* _Your objective_
Whenever the string "found" turns up in a line below, that line should be copied.

Data records START

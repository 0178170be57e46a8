use crate::auth::CallerIdentity;
use crate::error::{ErrorResponse, HttpAppError, ValidatedJson};
use crate::state::AppState;
use axum::{extract::State, Json};
use backoffice_core::models::{PublishResponse, PublishToInstagramRequest};
use backoffice_social::{publish, resolve_caption};
use std::sync::Arc;
use validator::Validate;

/// Republish a news item on Instagram
///
/// Publishing outcomes, failures included, are reported with status 200 and the
/// `success` flag. Only a missing session or a malformed body is an HTTP error.
#[utoipa::path(
    post,
    path = "/api/v0/news/publish-to-instagram",
    tag = "news",
    request_body = PublishToInstagramRequest,
    responses(
        (status = 200, description = "Publish outcome", body = PublishResponse),
        (status = 400, description = "Malformed request body", body = ErrorResponse),
        (status = 401, description = "No valid session", body = ErrorResponse)
    ),
    security(("bearer_session" = []))
)]
#[tracing::instrument(
    skip(state, caller, body),
    fields(user_id = %caller.user_id, operation = "publish_to_instagram")
)]
pub async fn publish_to_instagram(
    State(state): State<Arc<AppState>>,
    caller: CallerIdentity,
    body: Result<ValidatedJson<PublishToInstagramRequest>, HttpAppError>,
) -> Result<Json<PublishResponse>, HttpAppError> {
    let ValidatedJson(request) = body?;
    request.validate()?;

    let caption = resolve_caption(
        request.caption.as_deref(),
        request.title.as_deref(),
        request.content.as_deref(),
    );
    let image_url = request.image_url.as_deref().unwrap_or_default();

    let response = match publish(&state.instagram, &caption, image_url).await {
        Ok(published) => {
            tracing::info!(
                news_id = ?request.id,
                instagram_post_id = %published.remote_id,
                "News item published to Instagram"
            );
            PublishResponse::published(published.remote_id)
        }
        Err(e) => {
            tracing::warn!(news_id = ?request.id, error = %e, "News item not published to Instagram");
            PublishResponse::failed(e.to_string())
        }
    };

    Ok(Json(response))
}
use tracing_subscriber::{
    fmt::format::Format, layer::SubscriberExt, util::SubscriberInitExt, EnvFilter,
};

/// Initialize tracing.
///
/// Console output is compact during development and JSON in production. The
/// filter comes from `RUST_LOG`, defaulting to debug for this service.
pub fn init_telemetry(json: bool) -> Result<(), Box<dyn std::error::Error + Send + Sync>> {
    let compact_layer = (!json).then(|| {
        tracing_subscriber::fmt::layer().event_format(
            Format::default()
                .compact()
                .with_target(false)
                .without_time(),
        )
    });
    let json_layer = json.then(|| tracing_subscriber::fmt::layer().json());

    tracing_subscriber::registry()
        .with(
            EnvFilter::try_from_default_env()
                .unwrap_or_else(|_| "backoffice=debug,tower_http=debug".into()),
        )
        .with(compact_layer)
        .with(json_layer)
        .try_init()?;

    Ok(())
}
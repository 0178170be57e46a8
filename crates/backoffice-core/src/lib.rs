//! Backoffice Core Library
//!
//! This crate provides configuration, error types, constants and the wire models
//! shared by the upload authorization and social publishing crates.

pub mod config;
pub mod constants;
pub mod error;
pub mod models;

// Re-export commonly used types
pub use config::{BaseConfig, Config, InstagramConfig, StorageConfig};
pub use error::{AppError, ErrorMetadata, LogLevel};
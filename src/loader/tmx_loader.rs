// src/loader/tmx_loader.rs
//! TMX maps and TSX tilesets.

use std::path::Path;
use std::str::FromStr;

use log::{debug, warn};
use quick_xml::events::{BytesStart, Event};
use quick_xml::Reader;

use crate::error::MapError;
use crate::ir_map::*;
use crate::properties::Properties;

/// Minimal element tree; TMX is small enough to hold whole.
#[derive(Debug, Default)]
struct Element {
    name: String,
    attrs: Vec<(String, String)>,
    children: Vec<Element>,
    text: String,
}

impl Element {
    fn attr(&self, key: &str) -> Option<&str> {
        self.attrs
            .iter()
            .find(|(k, _)| k == key)
            .map(|(_, v)| v.as_str())
    }

    fn child(&self, name: &str) -> Option<&Element> {
        self.children.iter().find(|c| c.name == name)
    }

    fn children_named<'a>(&'a self, name: &'a str) -> impl Iterator<Item = &'a Element> + 'a {
        self.children.iter().filter(move |c| c.name == name)
    }
}

/// Attribute access that remembers which document it is reading.
struct Doc<'p> {
    path: &'p Path,
}

impl Doc<'_> {
    fn malformed(&self, reason: String) -> MapError {
        MapError::Malformed {
            path: self.path.to_path_buf(),
            reason,
        }
    }

    fn opt<T: FromStr>(&self, el: &Element, key: &str) -> Result<Option<T>, MapError> {
        match el.attr(key) {
            None | Some("") => Ok(None),
            Some(v) => v.trim().parse().map(Some).map_err(|_| {
                self.malformed(format!("<{}> attribute {key}='{v}' is not valid", el.name))
            }),
        }
    }

    fn or<T: FromStr>(&self, el: &Element, key: &str, default: T) -> Result<T, MapError> {
        Ok(self.opt(el, key)?.unwrap_or(default))
    }

    fn req<T: FromStr>(&self, el: &Element, key: &str) -> Result<T, MapError> {
        self.opt(el, key)?
            .ok_or_else(|| self.malformed(format!("<{}> is missing attribute {key}", el.name)))
    }

    fn flag(&self, el: &Element, key: &str, default: bool) -> Result<bool, MapError> {
        match el.attr(key) {
            None | Some("") => Ok(default),
            Some("1" | "true") => Ok(true),
            Some("0" | "false") => Ok(false),
            Some(v) => Err(self.malformed(format!("<{}> attribute {key}='{v}' is not a boolean", el.name))),
        }
    }

    fn string(&self, el: &Element, key: &str) -> String {
        el.attr(key).unwrap_or_default().to_owned()
    }
}

fn start_element(e: &BytesStart<'_>, doc: &Doc<'_>) -> Result<Element, MapError> {
    let name = String::from_utf8_lossy(e.name().as_ref()).into_owned();
    let mut attrs = Vec::new();
    for attr in e.attributes() {
        let attr = attr.map_err(|err| doc.malformed(format!("bad attribute on <{name}>: {err}")))?;
        let key = String::from_utf8_lossy(attr.key.as_ref()).into_owned();
        let value = attr.unescape_value().map_err(|source| MapError::Xml {
            path: doc.path.to_path_buf(),
            source,
        })?;
        attrs.push((key, value.into_owned()));
    }
    Ok(Element {
        name,
        attrs,
        ..Default::default()
    })
}

fn parse_tree(text: &str, doc: &Doc<'_>) -> Result<Element, MapError> {
    let xml_err = |source| MapError::Xml {
        path: doc.path.to_path_buf(),
        source,
    };

    let mut reader = Reader::from_str(text);
    reader.config_mut().trim_text(true);

    let mut stack: Vec<Element> = Vec::new();
    let mut root = None;
    let mut buf = Vec::new();

    loop {
        match reader.read_event_into(&mut buf).map_err(xml_err)? {
            Event::Start(e) => stack.push(start_element(&e, doc)?),
            Event::Empty(e) => {
                let el = start_element(&e, doc)?;
                match stack.last_mut() {
                    Some(parent) => parent.children.push(el),
                    None => root = Some(el),
                }
            }
            Event::End(_) => {
                let el = stack
                    .pop()
                    .ok_or_else(|| doc.malformed("unbalanced closing tag".into()))?;
                match stack.last_mut() {
                    Some(parent) => parent.children.push(el),
                    None => root = Some(el),
                }
            }
            Event::Text(t) => {
                if let Some(top) = stack.last_mut() {
                    top.text.push_str(&t.unescape().map_err(xml_err)?);
                }
            }
            Event::CData(c) => {
                if let Some(top) = stack.last_mut() {
                    top.text.push_str(&String::from_utf8_lossy(&c.into_inner()));
                }
            }
            Event::Eof => break,
            _ => {}
        }
        buf.clear();
    }

    if !stack.is_empty() {
        return Err(doc.malformed("document ended inside an element".into()));
    }
    root.ok_or_else(|| doc.malformed("document has no root element".into()))
}

/// Parses a TMX map document.
pub fn parse_map(text: &str, path: &Path) -> Result<IrMap, MapError> {
    let doc = Doc { path };
    let root = parse_tree(text, &doc)?;
    if root.name != "map" {
        return Err(doc.malformed(format!("expected <map> root, found <{}>", root.name)));
    }

    let mut map = IrMap {
        version: doc.string(&root, "version"),
        orientation: doc.string(&root, "orientation"),
        width: doc.req(&root, "width")?,
        height: doc.req(&root, "height")?,
        tile_w: doc.req(&root, "tilewidth")?,
        tile_h: doc.req(&root, "tileheight")?,
        infinite: doc.flag(&root, "infinite", false)?,
        ..Default::default()
    };

    for child in &root.children {
        match child.name.as_str() {
            "properties" => map.properties = properties(child),
            "tileset" => map.tilesets.push(tileset_ref(child, &doc)?),
            "layer" => map.layers.push(tile_layer(child, &doc)?),
            "objectgroup" => map.object_groups.push(object_group(child, &doc)?),
            "imagelayer" => map.image_layers.push(image_layer(child, &doc)?),
            "group" => warn!("group layers are not supported, skipping '{}'", doc.string(child, "name")),
            other => debug!("ignoring <{other}> in map"),
        }
    }

    debug!(
        "parsed TMX {}: {} tilesets, {} layers, {} object groups",
        path.display(),
        map.tilesets.len(),
        map.layers.len(),
        map.object_groups.len()
    );
    Ok(map)
}

/// Parses a TSX tileset document.
pub fn parse_tileset(text: &str, path: &Path) -> Result<IrTilesetDef, MapError> {
    let doc = Doc { path };
    let root = parse_tree(text, &doc)?;
    if root.name != "tileset" {
        return Err(doc.malformed(format!("expected <tileset> root, found <{}>", root.name)));
    }
    tileset_def(&root, &doc)
}

fn properties(el: &Element) -> Properties {
    el.children_named("property")
        .map(|p| {
            let name = p.attr("name").unwrap_or_default().to_owned();
            // multi-line string values are written as text content
            let value = p.attr("value").map_or_else(|| p.text.clone(), str::to_owned);
            (name, value)
        })
        .collect()
}

fn element_properties(el: &Element) -> Properties {
    el.child("properties").map(properties).unwrap_or_default()
}

fn image(el: &Element, doc: &Doc<'_>) -> Result<IrImage, MapError> {
    Ok(IrImage {
        source: doc.string(el, "source"),
        width: doc.or(el, "width", 0)?,
        height: doc.or(el, "height", 0)?,
        trans: el.attr("trans").map(str::to_owned),
    })
}

fn tileset_ref(el: &Element, doc: &Doc<'_>) -> Result<IrTileset, MapError> {
    let first_gid = doc.req(el, "firstgid")?;
    match el.attr("source") {
        Some(source) => Ok(IrTileset::External {
            first_gid,
            source: source.to_owned(),
        }),
        None => Ok(IrTileset::Embedded {
            first_gid,
            def: tileset_def(el, doc)?,
        }),
    }
}

fn tileset_def(el: &Element, doc: &Doc<'_>) -> Result<IrTilesetDef, MapError> {
    let tiles = el
        .children_named("tile")
        .map(|t| {
            Ok(IrTileMetadata {
                id: doc.req(t, "id")?,
                image: t.child("image").map(|i| image(i, doc)).transpose()?,
                properties: element_properties(t),
                object_group: t.child("objectgroup").map(|g| object_group(g, doc)).transpose()?,
            })
        })
        .collect::<Result<Vec<_>, MapError>>()?;

    Ok(IrTilesetDef {
        name: doc.string(el, "name"),
        tile_w: doc.or(el, "tilewidth", 0)?,
        tile_h: doc.or(el, "tileheight", 0)?,
        spacing: doc.or(el, "spacing", 0)?,
        margin: doc.or(el, "margin", 0)?,
        tilecount: doc.or(el, "tilecount", 0)?,
        columns: doc.or(el, "columns", 0)?,
        image: el.child("image").map(|i| image(i, doc)).transpose()?,
        properties: element_properties(el),
        tiles,
    })
}

fn tile_layer(el: &Element, doc: &Doc<'_>) -> Result<IrLayer, MapError> {
    let data = match el.child("data") {
        Some(d) => IrData {
            encoding: d.attr("encoding").map(str::to_owned),
            compression: d.attr("compression").map(str::to_owned),
            text: d.text.clone(),
            tiles: d
                .children_named("tile")
                .map(|t| doc.or(t, "gid", 0u32))
                .collect::<Result<Vec<_>, _>>()?,
        },
        None => IrData::default(),
    };

    Ok(IrLayer {
        name: doc.string(el, "name"),
        visible: doc.flag(el, "visible", true)?,
        opacity: doc.or(el, "opacity", 1.0)?,
        offset_x: doc.or(el, "offsetx", 0.0)?,
        offset_y: doc.or(el, "offsety", 0.0)?,
        properties: element_properties(el),
        data,
    })
}

fn object_group(el: &Element, doc: &Doc<'_>) -> Result<IrObjectGroup, MapError> {
    Ok(IrObjectGroup {
        name: doc.string(el, "name"),
        color: el.attr("color").map(str::to_owned),
        visible: doc.flag(el, "visible", true)?,
        opacity: doc.or(el, "opacity", 1.0)?,
        offset_x: doc.or(el, "offsetx", 0.0)?,
        offset_y: doc.or(el, "offsety", 0.0)?,
        properties: element_properties(el),
        objects: el
            .children_named("object")
            .map(|o| object(o, doc))
            .collect::<Result<Vec<_>, _>>()?,
    })
}

fn object(el: &Element, doc: &Doc<'_>) -> Result<IrObject, MapError> {
    // Tiled 1.9 renamed "type" to "class"
    let class_name = el.attr("class").or_else(|| el.attr("type")).unwrap_or_default();

    Ok(IrObject {
        id: doc.or(el, "id", 0)?,
        name: doc.string(el, "name"),
        class_name: class_name.to_owned(),
        x: doc.or(el, "x", 0.0)?,
        y: doc.or(el, "y", 0.0)?,
        width: doc.or(el, "width", 0.0)?,
        height: doc.or(el, "height", 0.0)?,
        rotation: doc.or(el, "rotation", 0.0)?,
        visible: doc.flag(el, "visible", true)?,
        polygon: el.child("polygon").map(|p| doc.string(p, "points")),
        polyline: el.child("polyline").map(|p| doc.string(p, "points")),
        ellipse: el.child("ellipse").is_some(),
        point: el.child("point").is_some(),
        gid: doc.or(el, "gid", 0)?,
        properties: element_properties(el),
    })
}

fn image_layer(el: &Element, doc: &Doc<'_>) -> Result<IrImageLayer, MapError> {
    Ok(IrImageLayer {
        name: doc.string(el, "name"),
        visible: doc.flag(el, "visible", true)?,
        opacity: doc.or(el, "opacity", 1.0)?,
        offset_x: doc.or(el, "offsetx", 0.0)?,
        offset_y: doc.or(el, "offsety", 0.0)?,
        image: el.child("image").map(|i| image(i, doc)).transpose()?,
        properties: element_properties(el),
    })
}
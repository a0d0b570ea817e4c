//! Document readers: TMX/TSX through `quick-xml`, Tiled JSON through
//! `serde_json`. Both produce the [`IrMap`] tree.

pub mod json_loader;
pub mod tmx_loader;

use std::io;
use std::path::Path;

use crate::error::MapError;
use crate::ir_map::{IrMap, IrTilesetDef};

/// Source of bytes for documents referenced by path (maps, external tilesets).
pub trait ResourceReader {
    /// Whole contents of the document at `path`.
    fn read(&mut self, path: &Path) -> io::Result<Vec<u8>>;
}

/// Reads straight from the file system.
#[derive(Debug, Clone, Copy, Default)]
pub struct FileSystem;

impl ResourceReader for FileSystem {
    fn read(&mut self, path: &Path) -> io::Result<Vec<u8>> {
        std::fs::read(path)
    }
}

impl<F> ResourceReader for F
where
    F: FnMut(&Path) -> io::Result<Vec<u8>>,
{
    fn read(&mut self, path: &Path) -> io::Result<Vec<u8>> {
        self(path)
    }
}

/// Document syntax, picked from the file extension.
#[derive(Debug, Clone, Copy, PartialEq, Eq)]
pub enum Format {
    /// `.tmx` maps and `.tsx` tilesets.
    Xml,
    /// `.json` / `.tmj` maps and `.json` / `.tsj` tilesets.
    Json,
}

impl Format {
    /// Picks the format from `path`'s extension.
    pub fn from_path(path: &Path) -> Result<Self, MapError> {
        match path.extension().and_then(|e| e.to_str()) {
            Some("tmx" | "tsx" | "xml") => Ok(Format::Xml),
            Some("json" | "tmj" | "tsj") => Ok(Format::Json),
            _ => Err(MapError::UnsupportedFormat(path.display().to_string())),
        }
    }
}

fn read_text<R>(reader: &mut R, path: &Path) -> Result<String, MapError>
where
    R: ResourceReader + ?Sized,
{
    let bytes = reader.read(path).map_err(|source| MapError::Io {
        path: path.to_path_buf(),
        source,
    })?;
    String::from_utf8(bytes).map_err(|e| MapError::Malformed {
        path: path.to_path_buf(),
        reason: format!("not valid UTF-8: {e}"),
    })
}

/// Reads and parses a map document.
pub fn read_map<R>(reader: &mut R, path: &Path) -> Result<IrMap, MapError>
where
    R: ResourceReader + ?Sized,
{
    let format = Format::from_path(path)?;
    let text = read_text(reader, path)?;
    parse_map(format, &text, path)
}

/// Parses map text; `path` only labels errors.
pub fn parse_map(format: Format, text: &str, path: &Path) -> Result<IrMap, MapError> {
    match format {
        Format::Xml => tmx_loader::parse_map(text, path),
        Format::Json => json_loader::parse_map(text, path),
    }
}

/// Reads and parses an external tileset document.
pub fn read_tileset<R>(reader: &mut R, path: &Path) -> Result<IrTilesetDef, MapError>
where
    R: ResourceReader + ?Sized,
{
    let format = Format::from_path(path)?;
    let text = read_text(reader, path)?;
    match format {
        Format::Xml => tmx_loader::parse_tileset(&text, path),
        Format::Json => json_loader::parse_tileset(&text, path),
    }
}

Data records END

* _Response to this exercise_
        return Err(doc.malformed(format!("expected <map> root, found <{}>", root.name)));
        return Err(doc.malformed(format!("expected <tileset> root, found <{}>", root.name)));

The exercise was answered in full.